The lowest temperatures in the first and second intervals are 13-14 degrees C, but when the first interval has no month over 20 degrees C, the second interval has 4 times a July in the temperature range of 20-22 degrees C, with all time high (during the 170 years) in 1914 and 1927. In the extreme values the third interval differs from both the others. it has four summers just above 20 degrees C (20-20.5), but none below 14.5 degrees C.

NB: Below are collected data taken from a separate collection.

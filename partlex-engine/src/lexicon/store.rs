//! The lexicon store and its per-axis matchers.

use aho_corasick::{AhoCorasick, AhoCorasickBuilder, MatchKind};
use rustc_hash::{FxHashMap, FxHashSet};

use partlex_core::errors::LexiconError;

use crate::extract::text::TextIndex;
use crate::extract::types::Span;
use crate::lexicon::defaults;
use crate::lexicon::types::{Axis, LexiconEntry};

/// A term occurrence inside an input text. Offsets are char-based.
#[derive(Debug, Clone, PartialEq)]
pub struct TermMatch<'a> {
    pub term: &'a str,
    pub label: &'a str,
    pub parent: Option<&'a str>,
    pub span: Span,
}

/// One axis worth of entries plus its compiled automaton.
#[derive(Debug)]
struct AxisTable {
    entries: Vec<LexiconEntry>,
    matcher: AhoCorasick,
}

impl AxisTable {
    fn build(axis: Axis, mut entries: Vec<LexiconEntry>) -> Result<Self, LexiconError> {
        let mut seen = FxHashSet::default();
        for entry in &entries {
            if entry.term.trim().is_empty() {
                return Err(LexiconError::EmptyTerm { axis: axis.name() });
            }
            if !seen.insert(entry.term.clone()) {
                return Err(LexiconError::DuplicateTerm {
                    axis: axis.name(),
                    term: entry.term.clone(),
                });
            }
        }

        // Longest term first. Equal lengths keep declaration order, so the
        // table stays deterministic across builds.
        entries.sort_by_key(|e| std::cmp::Reverse(e.term_chars()));

        let matcher = AhoCorasickBuilder::new()
            .match_kind(MatchKind::LeftmostLongest)
            .ascii_case_insensitive(true)
            .build(entries.iter().map(|e| e.term.as_str()))
            .map_err(|err| LexiconError::MatcherBuild {
                axis: axis.name(),
                message: err.to_string(),
            })?;

        Ok(Self { entries, matcher })
    }
}

/// The read-only term store backing every extractor.
///
/// Built once, then shared freely across threads. Matching is
/// leftmost-longest: "סנטה פה" wins over any shorter term starting at the
/// same position, and ASCII terms match case-insensitively so "i20" and
/// "I20" are the same token.
#[derive(Debug)]
pub struct Lexicon {
    tables: FxHashMap<Axis, AxisTable>,
    ambiguous_models: FxHashSet<String>,
}

impl Lexicon {
    /// The built-in production tables.
    pub fn builtin() -> Result<Self, LexiconError> {
        let mut entries: Vec<(Axis, LexiconEntry)> = Vec::new();
        for (term, label) in defaults::CATEGORY_TERMS {
            entries.push((Axis::Category, LexiconEntry::new(*term, *label)));
        }
        for (term, label) in defaults::BRAND_TERMS {
            entries.push((Axis::Brand, LexiconEntry::new(*term, *label)));
        }
        for (term, model, brand) in defaults::MODEL_TERMS {
            entries.push((Axis::Model, LexiconEntry::with_parent(*term, *model, *brand)));
        }
        for (term, label) in defaults::POSITION_TERMS {
            entries.push((Axis::Position, LexiconEntry::new(*term, *label)));
        }
        for (term, label) in defaults::SIDE_TERMS {
            entries.push((Axis::Side, LexiconEntry::new(*term, *label)));
        }
        for (term, label) in defaults::ENGINE_CODES {
            entries.push((Axis::EngineCode, LexiconEntry::new(*term, *label)));
        }
        for (term, label) in defaults::DRIVE_TERMS {
            entries.push((Axis::Drive, LexiconEntry::new(*term, *label)));
        }
        Self::from_entries(entries)
    }

    /// Builds a lexicon from explicit entries. Validation is strict: empty
    /// terms, duplicate terms within an axis, and model entries whose parent
    /// is not a known brand label are all rejected.
    pub fn from_entries(
        entries: impl IntoIterator<Item = (Axis, LexiconEntry)>,
    ) -> Result<Self, LexiconError> {
        let mut per_axis: FxHashMap<Axis, Vec<LexiconEntry>> = FxHashMap::default();
        for (axis, entry) in entries {
            per_axis.entry(axis).or_default().push(entry);
        }

        let brand_labels: FxHashSet<String> = per_axis
            .get(&Axis::Brand)
            .map(|brands| brands.iter().map(|e| e.label.clone()).collect())
            .unwrap_or_default();

        if let Some(models) = per_axis.get(&Axis::Model) {
            for entry in models {
                match &entry.parent {
                    Some(brand) if brand_labels.contains(brand) => {}
                    Some(brand) => {
                        return Err(LexiconError::UnknownBrand {
                            term: entry.term.clone(),
                            brand: brand.clone(),
                        });
                    }
                    None => {
                        return Err(LexiconError::UnknownBrand {
                            term: entry.term.clone(),
                            brand: String::new(),
                        });
                    }
                }
            }
        }

        let mut tables = FxHashMap::default();
        for (axis, axis_entries) in per_axis {
            tables.insert(axis, AxisTable::build(axis, axis_entries)?);
        }

        let ambiguous_models = defaults::AMBIGUOUS_MODEL_CODES
            .iter()
            .map(|code| code.to_string())
            .collect();

        Ok(Self {
            tables,
            ambiguous_models,
        })
    }

    /// All occurrences of this axis' terms in `text`, leftmost-longest,
    /// left to right. Spans are char offsets into `text`.
    pub fn find<'a>(&'a self, axis: Axis, text: &str, index: &TextIndex) -> Vec<TermMatch<'a>> {
        let Some(table) = self.tables.get(&axis) else {
            return Vec::new();
        };
        table
            .matcher
            .find_iter(text)
            .map(|m| {
                let entry = &table.entries[m.pattern().as_usize()];
                TermMatch {
                    term: &entry.term,
                    label: &entry.label,
                    parent: entry.parent.as_deref(),
                    span: Span {
                        start: index.char_at(m.start()),
                        end: index.char_at(m.end()),
                    },
                }
            })
            .collect()
    }

    /// The entries registered on an axis, longest term first.
    pub fn entries(&self, axis: Axis) -> &[LexiconEntry] {
        self.tables
            .get(&axis)
            .map(|t| t.entries.as_slice())
            .unwrap_or(&[])
    }

    /// Whether this model token also looks like an engine code and needs
    /// contextual support before it counts as a model.
    pub fn is_ambiguous_model(&self, term: &str) -> bool {
        self.ambiguous_models.contains(&term.to_ascii_uppercase())
    }

    /// The owning brand of a model label, if registered.
    pub fn brand_of_model(&self, model: &str) -> Option<&str> {
        self.entries(Axis::Model)
            .iter()
            .find(|e| e.label == model)
            .and_then(|e| e.parent.as_deref())
    }
}

#[cfg(test)]
mod tests {
    use super::*;

    #[test]
    fn builtin_tables_are_valid() {
        let lexicon = Lexicon::builtin().unwrap();
        assert!(!lexicon.entries(Axis::Category).is_empty());
        assert!(!lexicon.entries(Axis::Brand).is_empty());
        assert!(!lexicon.entries(Axis::Model).is_empty());
    }

    #[test]
    fn duplicate_term_is_rejected() {
        let err = Lexicon::from_entries([
            (Axis::Category, LexiconEntry::new("בולם", "Shock Absorber")),
            (Axis::Category, LexiconEntry::new("בולם", "Damper")),
        ])
        .unwrap_err();
        assert!(matches!(err, LexiconError::DuplicateTerm { axis: "category", .. }));
    }

    #[test]
    fn empty_term_is_rejected() {
        let err = Lexicon::from_entries([(Axis::Brand, LexiconEntry::new("  ", "Mazda"))])
            .unwrap_err();
        assert!(matches!(err, LexiconError::EmptyTerm { axis: "brand" }));
    }

    #[test]
    fn model_with_unknown_brand_is_rejected() {
        let err = Lexicon::from_entries([(
            Axis::Model,
            LexiconEntry::with_parent("קורולה", "Corolla", "Toyota"),
        )])
        .unwrap_err();
        assert!(matches!(err, LexiconError::UnknownBrand { .. }));
    }

    #[test]
    fn find_prefers_longest_match() {
        let lexicon = Lexicon::builtin().unwrap();
        let text = "ג.ויטרה 07";
        let index = TextIndex::new(text);
        let matches = lexicon.find(Axis::Model, text, &index);
        assert_eq!(matches.len(), 1);
        assert_eq!(matches[0].label, "Grand Vitara");
        assert_eq!(matches[0].span, Span { start: 0, end: 7 });
    }

    #[test]
    fn find_reports_char_offsets() {
        let lexicon = Lexicon::builtin().unwrap();
        let text = "פ.אויר קורולה";
        let index = TextIndex::new(text);
        let matches = lexicon.find(Axis::Model, text, &index);
        assert_eq!(matches.len(), 1);
        assert_eq!(matches[0].span, Span { start: 7, end: 13 });
    }

    #[test]
    fn ascii_terms_match_case_insensitively() {
        let lexicon = Lexicon::builtin().unwrap();
        let text = "דסקיות i20";
        let index = TextIndex::new(text);
        let matches = lexicon.find(Axis::Brand, text, &index);
        assert!(matches.iter().any(|m| m.label == "Hyundai"));
    }

    #[test]
    fn ambiguous_model_codes_are_flagged() {
        let lexicon = Lexicon::builtin().unwrap();
        assert!(lexicon.is_ambiguous_model("XV"));
        assert!(lexicon.is_ambiguous_model("b3"));
        assert!(!lexicon.is_ambiguous_model("Corolla"));
    }
}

The histogram 1843-1895 shows one really cold summer, that of 1862, with a temperature of 13.1 degrees C. The second coldest is the next summer or 1863 with a temperature of 14.3 degrees C. The fourth to sixth coldest are the summers 1844, 1848 and 1849 in that order with temperatures 14.3...14.6 degrees C. First we can notice that the famous 1860's are here again, the cold weather during the beginning of the 1860's concerns also summers. If we take the two coldest winters and the two coldest summers during this intervals, we get a the winter 1861, the whole year 1862 and the summer 1863, with two very warm interruptions, namely the summer 1861 and the winter 1863.

Anyway most of the summers, 39 exactly or 74% are rather smoothly between 15.0 and 17.9 degrees C.

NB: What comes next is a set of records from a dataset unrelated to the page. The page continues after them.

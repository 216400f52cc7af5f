//! The classification pipeline.

use rayon::prelude::*;
use tracing::{debug, instrument};

use partlex_core::config::EngineConfig;
use partlex_core::errors::LexiconError;
use partlex_core::types::PartRecord;

use crate::aggregate::{aggregate, Extractions};
use crate::extract::{
    category, dimension, drive, engine_info, placement, vehicle, years, CompiledPatterns,
    TextIndex,
};
use crate::lexicon::Lexicon;
use crate::resolve::resolve;

/// The classification engine. Construction compiles the lexicon automata
/// and the shared regex patterns; classification itself allocates nothing
/// shared and is safe to call from any number of threads.
pub struct Classifier {
    lexicon: Lexicon,
    patterns: CompiledPatterns,
    config: EngineConfig,
}

impl Classifier {
    /// Built-in lexicon, default tunables.
    pub fn with_defaults() -> Result<Self, LexiconError> {
        Self::new(EngineConfig::default())
    }

    /// Built-in lexicon, caller-provided tunables.
    pub fn new(config: EngineConfig) -> Result<Self, LexiconError> {
        Self::with_lexicon(Lexicon::builtin()?, config)
    }

    /// Caller-provided lexicon, for catalogs with their own term tables.
    pub fn with_lexicon(lexicon: Lexicon, config: EngineConfig) -> Result<Self, LexiconError> {
        Ok(Self {
            lexicon,
            patterns: CompiledPatterns::new()?,
            config,
        })
    }

    pub fn config(&self) -> &EngineConfig {
        &self.config
    }

    pub fn lexicon(&self) -> &Lexicon {
        &self.lexicon
    }

    /// Classifies one free-text description. Total: every input produces a
    /// record, empty or whitespace-only input produces the all-default
    /// record with accuracy 0.0.
    #[instrument(level = "debug", skip_all)]
    pub fn classify(&self, text: &str) -> PartRecord {
        let trimmed = text.trim();
        if trimmed.is_empty() {
            return PartRecord::empty(trimmed);
        }

        let index = TextIndex::new(trimmed);

        let category = category::extract_category(trimmed, &index, &self.lexicon, &self.patterns);
        let vehicle = vehicle::extract_vehicle(trimmed, &index, &self.lexicon);
        let years = years::extract_years(trimmed, &index, &self.patterns, &self.config);
        let drive = drive::extract_drive(trimmed, &index, &self.lexicon);
        let position = placement::extract_position(trimmed, &index, &self.lexicon);
        let side = placement::extract_side(trimmed, &index, &self.lexicon);
        let mut engine =
            engine_info::extract_engine(trimmed, &index, &self.lexicon, &self.patterns, &self.config);
        let dimension = dimension::extract_dimension(trimmed, &index, &self.patterns, &self.config);

        let resolution = resolve(vehicle.clone(), years, &mut engine, &self.config);

        let record = aggregate(
            trimmed.to_string(),
            Extractions {
                category,
                vehicle,
                resolution,
                drive,
                position,
                side,
                engine,
                dimension,
            },
            &self.config,
        );

        debug!(
            category = record.category.as_deref().unwrap_or("-"),
            models = record.models.len(),
            accuracy = record.accuracy,
            "classified"
        );
        record
    }

    /// Classifies a batch in parallel, preserving input order. Honors
    /// `config.threads` when set, otherwise uses rayon's global pool.
    pub fn classify_batch(&self, texts: &[String]) -> Vec<PartRecord> {
        match self.config.threads {
            Some(threads) => {
                let pool = rayon::ThreadPoolBuilder::new()
                    .num_threads(threads)
                    .build();
                match pool {
                    Ok(pool) => pool.install(|| self.classify_all(texts)),
                    // Pool creation only fails on resource exhaustion;
                    // classification still has to answer.
                    Err(_) => self.classify_all(texts),
                }
            }
            None => self.classify_all(texts),
        }
    }

    fn classify_all(&self, texts: &[String]) -> Vec<PartRecord> {
        texts.par_iter().map(|t| self.classify(t)).collect()
    }
}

The histogram 1896-1948 differs in many respects from that of the previous period. The range 14...15 degrees C has dropped from 7 to only 2 summers and the range 15...16 degrees C from 13 to only 6 summers. The ranges 16...17 and 17...18 degrees C has dropped from 12-13 to 10 summers in both groups. The reversed trend comes only in the range 18...19 degrees C now having 14 summers instead of only 4 summers in the previous period. So there really is a complete turnover. And when we add that the highest range in the previous period was 19...20 degrees C with only 3 summers, this period has 5 summers in this periods, and still in the ranges 20...21 and 21...22 degrees 2 summers in both, sowe have in the above 19 degrees C category now 9 summers or the previous 6% is now 17%.

As the histogram shows there are four summers that are clearly cold compared with other summers in this period: 1902, 1904, 1921 and 1928 with all in the range of 13.7...14.5 degrees C, when all the others have a temperature at least 15.5 degrees C. In the warm end, the two distinguishing summers are 1914 and 1927, with temperatures of 21.3...21.4 degrees, almost one degree above all the others. Here is again one interesting contrast: when the summer 1928 was coldest in this period, the summer 1927 was the second warmest. The only year when both winter and summer were warm is 1925. When we add cold winter of 1926, we have here again in 1925-1928 an interesting turbulence.

Now most of the summer, 34 or 64% are smoothly between 16.0 and 18.9 degrees C.

Winters during the first part of the 20th century were warmer than those in 19th century and the winters during the latter part of the 20th century were warmer than in beginning of the last century. Similarly the summers during the first part of the 20th century were warmer than during the 19th century, but now there occurs a deviation from the general warming pattern: the histogram 1949-2001 shows that during the latter part of the 20th century summers were COLDER than during the first part.

As the histogram 1949-2001 shows there really are no lonely outsiders on the cold side: there is instead a growing series of temperatures from 14.8 to 17.5 degrees C, after which the amount of temperatures per unit drops abruptly to half of the previous density. There are 22 summers with temperatures from 16.1 to 17.5 degrees C, but only 12 summers with temperatures from 17.6 to 19.5 degrees C. In the denser part there are two really dense peaks, the first at 16.2-16.3 degrees C with 7 summers and the second at 17.1-17.5 degrees C with 8 summers.

At the warm end there are 5 lonely outsiders between 19.8 and 20.4 degrees C. They occurred in years 1972, 1973, 1988, 1994 and 2001, all except 1994, having a temperature in range 20.2...20.4 degrees C. There are no extremities on the cold and warm side near each other, except the years 1996 (third coldest with 15.0 degrees C) and 1997 (sixth warmest, 19.2 degrees C).